## GIVEN DATA:
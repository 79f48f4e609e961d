//! HTTP driver for a remote key-JSON store.
//!
//! Records are JSON objects stored under `{base}/{resource}/{key}`; a `GET`
//! on `{base}/{resource}` lists every object of a resource as `{key: object}`.
//! The store knows nothing about columns or filters, so queries are
//! evaluated here, after the listing has been fetched.

use std::sync::atomic::{AtomicI64, Ordering};
use std::time::Duration;

use async_trait::async_trait;
use chrono::Utc;
use reqwest::{Client, Response, StatusCode};
use serde_json::{Map, Value as Json};
use tracing::debug;

use crate::datatype::{Properties, Value};
use crate::descriptor::ResourceDescriptor;
use crate::driver::Driver;
use crate::error::{Operation, OrmletError, Result};
use crate::query::Query;

pub const DEFAULT_TIMEOUT: Duration = Duration::from_secs(30);

/// Hands out numeric keys for records saved without one: the current time in
/// milliseconds, bumped when needed so keys never repeat within the process.
#[derive(Debug, Default)]
pub struct KeyGenerator {
    last: AtomicI64,
}

impl KeyGenerator {
    pub fn new() -> Self {
        Self::default()
    }
    pub fn generate(&self) -> i64 {
        let now = Utc::now().timestamp_millis();
        let previous = self
            .last
            .fetch_update(Ordering::SeqCst, Ordering::SeqCst, |last| Some(now.max(last + 1)))
            .unwrap_or_else(|last| last);
        now.max(previous + 1)
    }
}

pub struct HttpDriver {
    base_url: String,
    client: Client,
    keys: KeyGenerator,
}

impl HttpDriver {
    pub fn new(base_url: &str) -> Result<Self> {
        Self::with_timeout(base_url, DEFAULT_TIMEOUT)
    }
    pub fn with_timeout(base_url: &str, timeout: Duration) -> Result<Self> {
        let client = Client::builder().timeout(timeout).build()?;
        Ok(Self {
            base_url: base_url.trim_end_matches('/').to_string(),
            client,
            keys: KeyGenerator::new(),
        })
    }
    pub fn base_url(&self) -> &str {
        &self.base_url
    }

    fn collection_url(&self, descriptor: &ResourceDescriptor) -> String {
        format!("{}/{}", self.base_url, descriptor.name())
    }
    fn item_url(&self, descriptor: &ResourceDescriptor, key: &Value) -> String {
        format!("{}/{}/{}", self.base_url, descriptor.name(), key)
    }

    async fn store(&self, descriptor: &ResourceDescriptor, properties: &Properties) -> Result<Value> {
        let key = match descriptor.primary_value(properties)? {
            Some(key) => key,
            None => Value::from(self.keys.generate()),
        };
        let values = descriptor.row_values(properties)?;
        let mut body = Map::new();
        for (column, value) in descriptor.fields().iter().zip(values) {
            let value = if column.primary { key.clone() } else { value };
            body.insert(column.name.clone(), column.column_type.to_json(&value)?);
        }
        let url = self.item_url(descriptor, &key);
        debug!(%url, "storing item");
        let response = self.client.put(&url).json(&Json::Object(body)).send().await?;
        ensure_success(response).await?;
        Ok(key)
    }

    async fn delete(&self, descriptor: &ResourceDescriptor, properties: &Properties) -> Result<()> {
        let key = descriptor.key_of(properties)?;
        let url = self.item_url(descriptor, &key);
        debug!(%url, "removing item");
        let response = self.client.delete(&url).send().await?;
        // removing something that is already gone is not an error
        if response.status() == StatusCode::NOT_FOUND {
            return Ok(());
        }
        ensure_success(response).await?;
        Ok(())
    }

    async fn fetch(&self, descriptor: &ResourceDescriptor, properties: &Properties) -> Result<Properties> {
        let key = descriptor.key_of(properties)?;
        let not_found = || OrmletError::NotFound { resource: descriptor.name().to_string(), key: key.to_string() };
        let url = self.item_url(descriptor, &key);
        debug!(%url, "fetching item");
        let response = self.client.get(&url).send().await?;
        if response.status() == StatusCode::NOT_FOUND {
            return Err(not_found());
        }
        match ensure_success(response).await?.json::<Json>().await? {
            Json::Object(object) => read_object(descriptor, Some(&key), &object),
            Json::Null => Err(not_found()),
            other => Err(OrmletError::Serialization(format!("expected an object, got {}", other))),
        }
    }

    async fn fetch_all(&self, descriptor: &ResourceDescriptor, query: &Query) -> Result<Vec<Properties>> {
        let bound = query.bind(descriptor)?;
        let url = self.collection_url(descriptor);
        debug!(%url, filters = bound.filters().len(), "fetching items");
        let response = self.client.get(&url).send().await?;
        if response.status() == StatusCode::NOT_FOUND {
            return Ok(Vec::new());
        }
        let listing = ensure_success(response).await?.json::<Json>().await?;
        let mut found = Vec::new();
        let mut keep = |properties: Properties| {
            if bound.matches(&properties) {
                found.push(properties);
            }
        };
        match listing {
            Json::Null => (),
            Json::Object(entries) => {
                for (key, entry) in entries {
                    let key = Value::Text(key);
                    keep(read_object(descriptor, Some(&key), expect_object(&entry)?)?);
                }
            }
            Json::Array(entries) => {
                for entry in entries {
                    keep(read_object(descriptor, None, expect_object(&entry)?)?);
                }
            }
            other => return Err(OrmletError::Serialization(format!("expected a listing, got {}", other))),
        }
        // the same order SQL backends use
        let primary = descriptor.primary().name.as_str();
        found.sort_by(|a, b| {
            let (a, b) = (a.get(primary), b.get(primary));
            a.zip(b)
                .and_then(|(a, b)| a.compare(b))
                .unwrap_or(std::cmp::Ordering::Equal)
        });
        Ok(found)
    }
}

async fn ensure_success(response: Response) -> Result<Response> {
    let status = response.status();
    if status.is_success() {
        return Ok(response);
    }
    let url = response.url().to_string();
    let text = response.text().await.unwrap_or_else(|_| "no response body".to_string());
    Err(OrmletError::Transport(format!("HTTP {} from {}: {}", status, url, text)))
}

fn expect_object(entry: &Json) -> Result<&Map<String, Json>> {
    entry
        .as_object()
        .ok_or_else(|| OrmletError::Serialization(format!("expected an object, got {}", entry)))
}

/// Parses a stored object column by column. The key the object was stored
/// under fills in the primary column when the object lacks it.
fn read_object(descriptor: &ResourceDescriptor, key: Option<&Value>, object: &Map<String, Json>) -> Result<Properties> {
    let mut properties = Properties::new();
    for column in descriptor.fields() {
        let mut value = match object.get(&column.name) {
            Some(json) => column.column_type.from_json(json)?,
            None => Value::Null,
        };
        if column.primary && value.is_null() {
            if let Some(key) = key {
                value = column.column_type.coerce(key)?;
            }
        }
        properties.insert(column.name.clone(), value);
    }
    Ok(properties)
}

#[async_trait]
impl Driver for HttpDriver {
    fn name(&self) -> &'static str {
        "http"
    }
    async fn create(&self, descriptor: &ResourceDescriptor) -> Result<()> {
        // the store creates collections on first write, so only the shape is checked
        descriptor.require_numeric_primary().map_err(|e| e.during(Operation::Create))
    }
    async fn save(&self, descriptor: &ResourceDescriptor, properties: &Properties) -> Result<Value> {
        self.store(descriptor, properties).await.map_err(|e| e.during(Operation::Save))
    }
    async fn remove(&self, descriptor: &ResourceDescriptor, properties: &Properties) -> Result<()> {
        self.delete(descriptor, properties).await.map_err(|e| e.during(Operation::Remove))
    }
    async fn find(&self, descriptor: &ResourceDescriptor, properties: &Properties) -> Result<Properties> {
        self.fetch(descriptor, properties).await.map_err(|e| e.during(Operation::Fetch))
    }
    async fn find_all(&self, descriptor: &ResourceDescriptor, query: &Query) -> Result<Vec<Properties>> {
        self.fetch_all(descriptor, query).await.map_err(|e| e.during(Operation::Fetch))
    }
}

## PROBLEM DETAILS:
Show every line of the material above in which "impl" is present.

## YOUR SOLUTION:
impl KeyGenerator {
impl HttpDriver {
impl Driver for HttpDriver {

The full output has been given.